Imran Ahmed, 35, started out as a daily wager at a woodwork shop in Gujranwala. He saved up money for three years, then invested Rs100,000 in machinery and setting up his own workshop. As his business grew, he hired two carpenters to work for him. “Things were going really well, but nobody knew I was an Ahmadi,” he said.
Ahmed said that his was the only Ahmadi family in Rana Colony in Gujranwala and he kept this a secret as he feared being victimised. He got along well with his neighbours and one day, when he was injured in a motorcycle accident, they came to ask after him. Inside his house, they saw pictures of Ahmadi personalities. “Their mood totally changed and they left without even having tea,” he said.

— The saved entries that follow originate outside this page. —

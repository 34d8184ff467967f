//! Recursive factorial
//!
//! Each level tags the value of its recursive call under the call site, so
//! the partial products show up as the recursion unwinds.

use super::int_arg;
use crate::error::{Result, TraceError};
use crate::model::function::FunctionInfo;
use crate::model::value::Value;
use crate::trace::{TraceSession, TracedFunction};
use futures_util::future::{FutureExt, LocalBoxFuture};

const FACT_SOURCE: &str = "\
def fact(n):
    if [[test|n <= 1]]:
        [[base|return 1]]
    r = [[recurse|fact(n - 1)]]
    [[return|return n * r]]";

const MAIN_SOURCE: &str = "\
def main(n):
    [[call|result = fact(n)]]
    [[print|print(result)]]";

/// `fact(n)`
pub struct Factorial {
    info: FunctionInfo,
}

impl Factorial {
    pub fn new() -> Self {
        Factorial {
            info: FunctionInfo::new("fact", FACT_SOURCE),
        }
    }
}

impl Default for Factorial {
    fn default() -> Self {
        Self::new()
    }
}

impl TracedFunction for Factorial {
    fn info(&self) -> &FunctionInfo {
        &self.info
    }

    fn run<'a>(&'a self, session: &'a TraceSession) -> LocalBoxFuture<'a, Result<Value>> {
        async move {
            let n = int_arg(session)?;
            session.declare("n")?;
            session.declare("r")?;
            session.set("n", Value::Int(n))?;
            session.layout_variables()?;

            if session.request_step("test", move |_| n <= 1).await? {
                session.pause("base").await?;
                return Ok(Value::Int(1));
            }

            let r = session
                .request_async_step_and_tag("recurse", move |s| async move {
                    s.call("fact", vec![Value::Int(n - 1)]).await
                })
                .await?;
            session.set("r", r.clone())?;

            let product = r
                .as_int()
                .and_then(|r| r.checked_mul(n))
                .ok_or_else(|| TraceError::Overflow {
                    operation: format!("fact({n})"),
                })?;
            session
                .request_step("return", move |_| Value::Int(product))
                .await
        }
        .boxed_local()
    }
}

/// `main(n)`: calls `fact(n)` and prints the result
pub struct FactorialMain {
    info: FunctionInfo,
}

impl FactorialMain {
    pub fn new() -> Self {
        FactorialMain {
            info: FunctionInfo::new("main", MAIN_SOURCE),
        }
    }
}

impl Default for FactorialMain {
    fn default() -> Self {
        Self::new()
    }
}

impl TracedFunction for FactorialMain {
    fn info(&self) -> &FunctionInfo {
        &self.info
    }

    fn run<'a>(&'a self, session: &'a TraceSession) -> LocalBoxFuture<'a, Result<Value>> {
        async move {
            let n = int_arg(session)?;
            session.declare("n")?;
            session.declare("result")?;
            session.set("n", Value::Int(n))?;
            session.layout_variables()?;

            let result = session
                .request_async_step("call", move |s| async move {
                    s.call("fact", vec![Value::Int(n)]).await
                })
                .await?;
            session.set("result", result.clone())?;
            session.pause("print").await?;
            Ok(result)
        }
        .boxed_local()
    }
}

Things changed dramatically for Ahmed. He said some other workshop owners who were his business rivals began a hate campaign against him. One by one, his ‘friends’ began socially boycotting him. Shopkeepers would refuse to sell him groceries, and his employees resigned, saying it was prohibited to work with him. “Boys on the street started passing comments about me and things got worse day by day,” he said.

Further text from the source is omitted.